SDH deficiency is rare in sporadic pituitary adenomas — ASN Events

SDH deficiency is rare in sporadic pituitary adenomas (#296)

Trisha Dwight 1 , Diana E Benn 1 , Bruce G Robinson 1 , Ingrid Winship 2 , Roderick J Clifton-Bligh 1 , Anthony J Gill 3
  1. Cancer Genetics, Kolling Institute of Medical Research, Royal North Shore Hospital and University of Sydney, Sydney
  2. Familial Cancer Centre and Department of Medicine, Royal Melbourne Hospital and University of Melbourne, Melbourne
  3. Department of Anatomical Pathology and Northern Cancer Translational Research Unit, Royal North Shore Hospital and University of Sydney, Sydney

Objective:  Mutations in genes encoding succinate dehydrogenase (SDHA, SDHB, SDHC and SDHD) have been well established as playing a role in hereditary phaeochromocytoma, paraganglioma, renal cell carcinoma and gastrointestinal stromal tumours.  Recently, the spectrum of tumours associated with SDH mutations (at least for SDHA, SDHC and SDHD) has been expanded to include pituitary adenomas.  Although pituitary adenomas appear rare among patients carrying SDH mutations, they may have been under-recognised due to the low penetrance of disease and lack of systematic surveillance.  The aim of this study was to determine the prevalence of SDH mutations in a large pituitary adenoma cohort.   

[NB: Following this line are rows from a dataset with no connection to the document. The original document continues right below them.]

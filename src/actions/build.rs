// SPDX-License-Identifier: MIT OR Apache-2.0
// Copyright (c) 2025 shipway contributors

//! Build action factory
//!
//! Produces the per-environment Build action from the shared build
//! template plus one environment profile. Called once per environment by
//! the graph builder; any asymmetry between the two environments can only
//! come from profile values, never from construction logic.

use std::collections::BTreeMap;
use std::path::Path;

use crate::errors::{ShipwayError, ShipwayResult};
use crate::pipeline::{Action, ActionConfig, ArtifactName};
use crate::profile::{BuildSpecification, EnvironmentProfile};

/// Build variable carrying the environment tag into the compiled binary
pub const APP_ENV_VAR: &str = "APP_ENV";

/// Create the build action for one environment
///
/// The output artifact contains exactly the named output file. Fails when
/// the output file name is empty or the base directory is not relative.
pub fn build_action(
    profile: &EnvironmentProfile,
    template: &crate::manifest::BuildTemplate,
    source: ArtifactName,
) -> ShipwayResult<Action> {
    let name = format!("Build-{}", profile.tag.short());

    if template.output_file.is_empty() {
        return Err(ShipwayError::EmptyOutputFile { action: name });
    }

    if Path::new(&template.base_directory).is_absolute() {
        return Err(ShipwayError::NonRelativeBaseDirectory {
            action: name,
            path: template.base_directory.clone().into(),
        });
    }

    let mut env = BTreeMap::new();
    env.insert(APP_ENV_VAR.to_string(), profile.tag.short().to_string());
    env.extend(profile.variables.clone());

    let spec = BuildSpecification {
        base_directory: template.base_directory.clone(),
        install_commands: template.install.clone(),
        build_commands: template.build.clone(),
        output_files: vec![template.output_file.clone()],
        env,
    };

    Ok(Action {
        name,
        run_order: 1,
        inputs: vec![source],
        outputs: vec![ArtifactName::new(format!(
            "BuildOutput{}",
            profile.tag.short()
        ))],
        config: ActionConfig::Build { spec },
    })
}

#[cfg(test)]
mod tests {
    use super::*;
    use crate::manifest::BuildTemplate;
    use crate::profile::EnvironmentTag;

    fn ppd_profile() -> EnvironmentProfile {
        EnvironmentProfile {
            tag: EnvironmentTag::Preproduction,
            stack_name: "SvcPPD".into(),
            endpoint: Some("https://ppd.example.com".into()),
            variables: BTreeMap::new(),
        }
    }

    fn template() -> BuildTemplate {
        BuildTemplate {
            base_directory: ".".into(),
            output_file: "handler".into(),
            install: vec!["go get ./...".into()],
            build: vec!["go build -o handler".into()],
        }
    }

    #[test]
    fn test_build_action_declares_exactly_the_output_file() {
        let action = build_action(&ppd_profile(), &template(), "AppSource".into()).unwrap();

        assert_eq!(action.name, "Build-PPD");
        assert_eq!(action.outputs, vec![ArtifactName::from("BuildOutputPPD")]);

        let ActionConfig::Build { spec } = &action.config else {
            panic!("expected Build config");
        };
        assert_eq!(spec.output_files, vec!["handler".to_string()]);
        assert_eq!(spec.env.get(APP_ENV_VAR).unwrap(), "PPD");
    }

    #[test]
    fn test_profile_variables_override_defaults() {
        let mut profile = ppd_profile();
        profile
            .variables
            .insert("LOG_LEVEL".into(), "debug".into());

        let action = build_action(&profile, &template(), "AppSource".into()).unwrap();
        let ActionConfig::Build { spec } = &action.config else {
            panic!("expected Build config");
        };
        assert_eq!(spec.env.get("LOG_LEVEL").unwrap(), "debug");
    }

    #[test]
    fn test_empty_output_file_rejected() {
        let mut t = template();
        t.output_file = String::new();

        let result = build_action(&ppd_profile(), &t, "AppSource".into());
        assert!(matches!(result, Err(ShipwayError::EmptyOutputFile { .. })));
    }

    #[test]
    fn test_absolute_base_directory_rejected() {
        let mut t = template();
        t.base_directory = "/opt/build".into();

        let result = build_action(&ppd_profile(), &t, "AppSource".into());
        assert!(matches!(
            result,
            Err(ShipwayError::NonRelativeBaseDirectory { .. })
        ));
    }
}
use comfy_table::{Cell, Table};

use crate::db::get_connection;
use crate::error::{ExtratoError, Result};
use crate::models::{Condition, ConditionKind, LogicOperator, Rule};
use crate::settings::get_data_dir;
use crate::store;

fn describe_conditions(rule: &Rule) -> String {
    if rule.conditions.is_empty() {
        return match &rule.includes {
            Some(includes) => format!("includes '{includes}' (legacy)"),
            None => "(no conditions)".to_string(),
        };
    }
    rule.conditions
        .iter()
        .map(|c| match c.kind {
            ConditionKind::Includes => format!("includes '{}'", c.value),
            ConditionKind::Day => format!("day = {}", c.value),
            ConditionKind::Value => format!("value \u{2248} {}", c.value),
        })
        .collect::<Vec<_>>()
        .join(match rule.logic {
            LogicOperator::And => " AND ",
            LogicOperator::Or => " OR ",
        })
}

pub fn add(
    includes: &[String],
    days: &[u32],
    values: &[f64],
    logic: &str,
    classification: Option<&str>,
    meaning: Option<&str>,
) -> Result<()> {
    let logic = LogicOperator::parse(logic)
        .ok_or_else(|| ExtratoError::Other(format!("Invalid logic operator '{logic}': expected and, or")))?;

    let mut conditions: Vec<Condition> = Vec::new();
    for value in includes {
        conditions.push(Condition { kind: ConditionKind::Includes, value: value.clone() });
    }
    for day in days {
        conditions.push(Condition { kind: ConditionKind::Day, value: day.to_string() });
    }
    for value in values {
        conditions.push(Condition { kind: ConditionKind::Value, value: format!("{value:.2}") });
    }
    if conditions.is_empty() {
        return Err(ExtratoError::Other(
            "A rule needs at least one condition (--includes, --day or --value)".to_string(),
        ));
    }
    if classification.is_none() && meaning.is_none() {
        return Err(ExtratoError::Other(
            "A rule needs --classification and/or --meaning to assign".to_string(),
        ));
    }

    let conn = get_connection(&get_data_dir().join("extrato.db"))?;
    let rule = store::add_rule(&conn, &conditions, logic, classification, meaning)?;
    println!("Added rule {}: {}", rule.id, describe_conditions(&rule));
    Ok(())
}

pub fn list() -> Result<()> {
    let conn = get_connection(&get_data_dir().join("extrato.db"))?;
    let rules = store::list_rules(&conn)?;

    let mut table = Table::new();
    table.set_header(vec!["ID", "Conditions", "Classification", "Meaning"]);
    for rule in &rules {
        table.add_row(vec![
            Cell::new(&rule.id),
            Cell::new(describe_conditions(rule)),
            Cell::new(rule.classification_id.as_deref().unwrap_or("")),
            Cell::new(rule.meaning.as_deref().unwrap_or("")),
        ]);
    }
    println!("Rules (first match wins)\n{table}");
    Ok(())
}

pub fn update(id: &str, classification: Option<&str>, meaning: Option<&str>) -> Result<()> {
    let conn = get_connection(&get_data_dir().join("extrato.db"))?;
    let rule = store::update_rule(&conn, id, classification, meaning)?;
    println!("Updated rule {}", rule.id);
    Ok(())
}

pub fn delete(id: &str) -> Result<()> {
    let conn = get_connection(&get_data_dir().join("extrato.db"))?;
    store::delete_rule(&conn, id)?;
    println!("Deleted rule {id}");
    Ok(())
}
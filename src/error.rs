use thiserror::Error;

#[derive(Error, Debug)]
pub enum ExtratoError {
    #[error("Database error: {0}")]
    Db(#[from] rusqlite::Error),

    #[error("IO error: {0}")]
    Io(#[from] std::io::Error),

    #[error("JSON error: {0}")]
    Json(#[from] serde_json::Error),

    #[error("HTTP error: {0}")]
    Http(#[from] reqwest::Error),

    #[error("Invalid date format: {0}")]
    InvalidDateFormat(String),

    #[error("This statement was already ingested for {0}")]
    DuplicateExtract(String),

    #[error("Unknown bank: {0}")]
    UnknownBank(String),

    #[error("Unknown person: {0}")]
    UnknownPerson(String),

    #[error("Unknown card: {0}")]
    UnknownCard(String),

    #[error("Unknown classification: {0}")]
    UnknownClassification(String),

    #[error("Rule not found: {0}")]
    RuleNotFound(String),

    #[error("Memory rule not found: {0}")]
    MemoryRuleNotFound(String),

    #[error("Transaction not found: {0}")]
    TransactionNotFound(String),

    #[error("A principal person already exists: {0}")]
    PrincipalExists(String),

    #[error("Cannot delete a person with registered cards")]
    PersonHasCards,

    #[error("A card with this bank and final digits already exists")]
    DuplicateCard,

    #[error("Extraction failed: {0}")]
    ExtractionFailed(String),

    #[error("Extraction timed out after {0} polling attempts; resubmit the document")]
    ExtractionTimeout(u32),

    #[error("Invalid password: the document could not be decrypted")]
    InvalidPassword,

    #[error("Settings error: {0}")]
    Settings(String),

    #[error("{0}")]
    Other(String),
}

pub type Result<T> = std::result::Result<T, ExtratoError>;
use rusqlite::Connection;
use tracing::warn;

use crate::error::{ExtratoError, Result};
use crate::fingerprint::extract_fingerprint;
use crate::models::ExtractResult;
use crate::store;

/// Rebuild the wire-shaped extract for a stored batch. Annotations ride
/// along but never reach the fingerprint.
fn load_stored(conn: &Connection, extract_id: &str) -> Result<ExtractResult> {
    let header = store::get_extract(conn, extract_id)?;
    let transactions = store::list_transactions(conn, extract_id)?
        .iter()
        .map(|t| t.to_wire())
        .collect();
    Ok(ExtractResult {
        bank: header.bank_name,
        document: header.document,
        summary: header.summary,
        transactions,
    })
}

/// The deduplication gate. Fingerprints the candidate batch and compares
/// it against every batch already stored for the bank; a match rejects
/// ingestion with `DuplicateExtract`. Read-only; the caller persists.
///
/// If the historical scan itself cannot be read the gate fails open and
/// admits the batch: ingestion availability wins over strict duplicate
/// prevention. A single unreadable batch is warned about and skipped.
pub fn check_duplicate(conn: &Connection, bank_id: &str, extract: &ExtractResult) -> Result<()> {
    let candidate = extract_fingerprint(extract)?;

    let stored = match store::list_extracts(conn, Some(bank_id)) {
        Ok(stored) => stored,
        Err(e) => {
            warn!(bank_id, error = %e, "duplicate scan failed; admitting extract");
            return Ok(());
        }
    };

    for header in &stored {
        let existing = match load_stored(conn, &header.id) {
            Ok(existing) => existing,
            Err(e) => {
                warn!(extract_id = %header.id, error = %e, "unreadable stored extract; skipping");
                continue;
            }
        };
        match extract_fingerprint(&existing) {
            Ok(fp) if fp == candidate => {
                warn!(extract_id = %header.id, "duplicate extract detected");
                return Err(ExtratoError::DuplicateExtract(extract.bank.clone()));
            }
            Ok(_) => {}
            Err(e) => {
                warn!(extract_id = %header.id, error = %e, "could not fingerprint stored extract; skipping");
            }
        }
    }

    Ok(())
}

Methods: We constructed a tissue microarray (TMA) of all pituitary adenomas resected at Royal North Shore Hospital from 1998 to 2012 for which tissue was available (n=346).  We initially performed SDHB and SDHA immunohistochemistry, which we have previously shown to accurately identify tumours containing SDH mutations.  SDH mutation analysis is subsequently being performed in those formalin-fixed, paraffin-embedded samples exhibiting complete or reduced expression of SDHB and/or SDHA by immunohistochemical staining.  

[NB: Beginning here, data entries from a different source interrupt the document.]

mod annotate;
mod classifier;
mod cli;
mod dates;
mod db;
mod dedup;
mod error;
mod extraction;
mod fingerprint;
mod fmt;
mod ingest;
mod models;
mod passwords;
mod pdf;
mod reports;
mod settings;
mod store;

use clap::Parser;
use tracing_subscriber::EnvFilter;

use cli::{
    AnnotateCommands, BanksCommands, CardsCommands, Cli, ClassificationsCommands, Commands,
    MemoryCommands, PeopleCommands, ReportCommands, RulesCommands,
};

fn main() {
    tracing_subscriber::fmt()
        .with_env_filter(EnvFilter::from_default_env())
        .with_writer(std::io::stderr)
        .init();

    let cli = Cli::parse();

    let result = match cli.command {
        Commands::Init { data_dir } => cli::init::run(data_dir),
        Commands::Upload { file, password } => cli::upload::run(&file, password),
        Commands::Ingest { file } => cli::ingest::run(&file),
        Commands::Classify => cli::classify::run(),
        Commands::Annotate { command } => match command {
            AnnotateCommands::Classify { transaction, classification } => {
                cli::annotate::classify(&transaction, &classification)
            }
            AnnotateCommands::Meaning { transaction, text } => {
                cli::annotate::meaning(&transaction, &text)
            }
            AnnotateCommands::Skip { transaction, reason } => {
                cli::annotate::skip(&transaction, &reason)
            }
        },
        Commands::Banks { command } => match command {
            BanksCommands::Add { name } => cli::banks::add(&name),
            BanksCommands::List => cli::banks::list(),
            BanksCommands::Delete { id } => cli::banks::delete(&id),
        },
        Commands::People { command } => match command {
            PeopleCommands::Add { name, person_type } => cli::people::add(&name, &person_type),
            PeopleCommands::List => cli::people::list(),
            PeopleCommands::Update { id, name, person_type } => {
                cli::people::update(&id, name.as_deref(), person_type.as_deref())
            }
            PeopleCommands::Delete { id } => cli::people::delete(&id),
            PeopleCommands::SetPrimary { id } => cli::people::set_primary(&id),
        },
        Commands::Cards { command } => match command {
            CardsCommands::Add { name, holder, bank, suffix } => {
                cli::cards::add(&name, &holder, &bank, &suffix)
            }
            CardsCommands::List => cli::cards::list(),
            CardsCommands::Update { id, name, holder, suffix } => {
                cli::cards::update(&id, name.as_deref(), holder.as_deref(), suffix.as_deref())
            }
            CardsCommands::Delete { id } => cli::cards::delete(&id),
        },
        Commands::Classifications { command } => match command {
            ClassificationsCommands::Add { label, emoji } => {
                cli::classifications::add(&label, &emoji)
            }
            ClassificationsCommands::List => cli::classifications::list(),
        },
        Commands::Rules { command } => match command {
            RulesCommands::Add { includes, day, value, logic, classification, meaning } => {
                cli::rules::add(
                    &includes,
                    &day,
                    &value,
                    &logic,
                    classification.as_deref(),
                    meaning.as_deref(),
                )
            }
            RulesCommands::List => cli::rules::list(),
            RulesCommands::Update { id, classification, meaning } => {
                cli::rules::update(&id, classification.as_deref(), meaning.as_deref())
            }
            RulesCommands::Delete { id } => cli::rules::delete(&id),
        },
        Commands::Memory { command } => match command {
            MemoryCommands::Add { includes, classification, meaning } => {
                cli::memory::add(&includes, classification.as_deref(), meaning.as_deref())
            }
            MemoryCommands::List => cli::memory::list(),
            MemoryCommands::Update { id, includes, classification, meaning } => cli::memory::update(
                &id,
                includes.as_deref(),
                classification.as_deref(),
                meaning.as_deref(),
            ),
            MemoryCommands::Delete { id } => cli::memory::delete(&id),
        },
        Commands::Report { command } => match command {
            ReportCommands::Monthly { year } => cli::report::monthly(year),
            ReportCommands::Banks => cli::report::banks(),
            ReportCommands::Extracts { bank } => cli::report::extracts(bank.as_deref()),
        },
        Commands::Status => cli::status::run(),
    };

    if let Err(e) = result {
        eprintln!("Error: {e}");
        std::process::exit(1);
    }
}
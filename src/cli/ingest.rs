use std::path::PathBuf;

use chrono::Utc;
use colored::Colorize;

use crate::db::get_connection;
use crate::error::Result;
use crate::ingest::ingest_extract;
use crate::models::ExtractResult;
use crate::settings::get_data_dir;

pub fn run(file: &str) -> Result<()> {
    let path = PathBuf::from(file);
    let conn = get_connection(&get_data_dir().join("extrato.db"))?;

    let content = std::fs::read_to_string(&path)?;
    let extract: ExtractResult = serde_json::from_str(&content)?;

    let outcome = ingest_extract(&conn, &extract, Utc::now())?;

    println!(
        "{} {} transactions stored for {} ({} auto-classified)",
        "Done:".green().bold(),
        outcome.stored,
        outcome.bank_name,
        outcome.auto_classified
    );
    println!("Extract ID: {}", outcome.extract_id);
    Ok(())
}
use std::path::PathBuf;

use crate::db::{get_connection, init_db};
use crate::error::Result;
use crate::settings::{load_settings, save_settings, shellexpand_path};

pub fn run(data_dir: Option<String>) -> Result<()> {
    let mut settings = load_settings();

    if let Some(dir) = data_dir {
        settings.data_dir = shellexpand_path(&dir);
    }

    save_settings(&settings)?;

    let resolved = PathBuf::from(&settings.data_dir);
    std::fs::create_dir_all(&resolved)?;
    std::fs::create_dir_all(resolved.join("decrypted"))?;

    let conn = get_connection(&resolved.join("extrato.db"))?;
    init_db(&conn)?;

    println!("Initialized extrato at {}", resolved.display());
    Ok(())
}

Results:  One of 346 pituitary adenomas (0.3%) showed complete loss of SDHB and SDHA staining by immunohistochemistry.  Nine additional pituitary adenomas showed weak but positive staining for SDHB and SDHA by immunohistochemistry.  The remaining 336 adenomas demonstrated diffusely strongly positive staining making SDH mutation unlikely.  SDH mutation analysis is pending.

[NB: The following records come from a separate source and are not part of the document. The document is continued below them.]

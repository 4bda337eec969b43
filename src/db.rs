use std::path::Path;

use rusqlite::Connection;

use crate::error::Result;

pub const SCHEMA: &str = "
CREATE TABLE IF NOT EXISTS banks (
    id TEXT PRIMARY KEY,
    name TEXT NOT NULL UNIQUE COLLATE NOCASE,
    created_at TEXT NOT NULL DEFAULT (datetime('now'))
);

CREATE TABLE IF NOT EXISTS people (
    id TEXT PRIMARY KEY,
    name TEXT NOT NULL,
    person_type TEXT NOT NULL CHECK (person_type IN ('Principal', 'Dependente', 'Externo')),
    created_at TEXT NOT NULL DEFAULT (datetime('now'))
);

CREATE TABLE IF NOT EXISTS cards (
    id TEXT PRIMARY KEY,
    name TEXT NOT NULL,
    holder_id TEXT NOT NULL REFERENCES people(id),
    bank_id TEXT NOT NULL REFERENCES banks(id),
    card_suffix TEXT NOT NULL,
    created_at TEXT NOT NULL DEFAULT (datetime('now')),
    updated_at TEXT NOT NULL DEFAULT (datetime('now')),
    UNIQUE (bank_id, card_suffix)
);

CREATE TABLE IF NOT EXISTS classifications (
    id TEXT PRIMARY KEY,
    label TEXT NOT NULL,
    emoji TEXT NOT NULL,
    created_at TEXT NOT NULL DEFAULT (datetime('now'))
);

CREATE TABLE IF NOT EXISTS rules (
    id TEXT PRIMARY KEY,
    conditions TEXT,
    logic_operator TEXT NOT NULL DEFAULT 'AND' CHECK (logic_operator IN ('AND', 'OR')),
    includes TEXT,
    classification_id TEXT REFERENCES classifications(id),
    meaning TEXT,
    position INTEGER NOT NULL,
    created_at TEXT NOT NULL DEFAULT (datetime('now'))
);

CREATE TABLE IF NOT EXISTS memory_rules (
    id TEXT PRIMARY KEY,
    includes TEXT NOT NULL,
    classification_id TEXT REFERENCES classifications(id),
    meaning TEXT,
    position INTEGER NOT NULL,
    created_at TEXT NOT NULL DEFAULT (datetime('now'))
);

CREATE TABLE IF NOT EXISTS extracts (
    id TEXT PRIMARY KEY,
    bank_id TEXT NOT NULL REFERENCES banks(id) ON DELETE CASCADE,
    bank_name TEXT NOT NULL,
    document TEXT NOT NULL,
    summary TEXT,
    uploaded_at TEXT NOT NULL
);

CREATE TABLE IF NOT EXISTS transactions (
    id TEXT PRIMARY KEY,
    extract_id TEXT NOT NULL REFERENCES extracts(id) ON DELETE CASCADE,
    seq INTEGER NOT NULL,
    direction TEXT NOT NULL CHECK (direction IN ('ENTRADA', 'SAIDA')),
    date TEXT NOT NULL,
    description TEXT NOT NULL,
    account TEXT,
    amount REAL NOT NULL,
    card_suffix TEXT,
    format TEXT,
    is_international INTEGER,
    meaning TEXT,
    classification_id TEXT,
    applied_from TEXT CHECK (applied_from IN ('rule', 'memory')),
    rule_id TEXT,
    skipped INTEGER NOT NULL DEFAULT 0,
    skip_reason TEXT
);

CREATE INDEX IF NOT EXISTS idx_transactions_extract ON transactions(extract_id);
CREATE INDEX IF NOT EXISTS idx_extracts_bank ON extracts(bank_id);

CREATE TABLE IF NOT EXISTS passwords (
    bank_name TEXT PRIMARY KEY COLLATE NOCASE,
    password TEXT NOT NULL,
    updated_at TEXT NOT NULL DEFAULT (datetime('now'))
);
";

pub fn get_connection(db_path: &Path) -> Result<Connection> {
    let conn = Connection::open(db_path)?;
    conn.execute_batch("PRAGMA journal_mode=WAL; PRAGMA foreign_keys=ON;")?;
    Ok(conn)
}

pub fn init_db(conn: &Connection) -> Result<()> {
    conn.execute_batch(SCHEMA)?;
    Ok(())
}

#[cfg(test)]
pub mod test_support {
    use super::*;

    pub fn test_db() -> (tempfile::TempDir, Connection) {
        let dir = tempfile::tempdir().unwrap();
        let conn = get_connection(&dir.path().join("test.db")).unwrap();
        init_db(&conn).unwrap();
        (dir, conn)
    }
}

Conclusions: Our findings suggest that SDH mutation is a rare cause of sporadic pituitary adenomas.  However, discovery of an SDH-deficient pituitary adenoma may have important implications both for the patient (screening for associated tumours, such as phaeochromocytoma, paraganglioma, renal cell carcinoma and gastrointestinal stromal tumours) and family.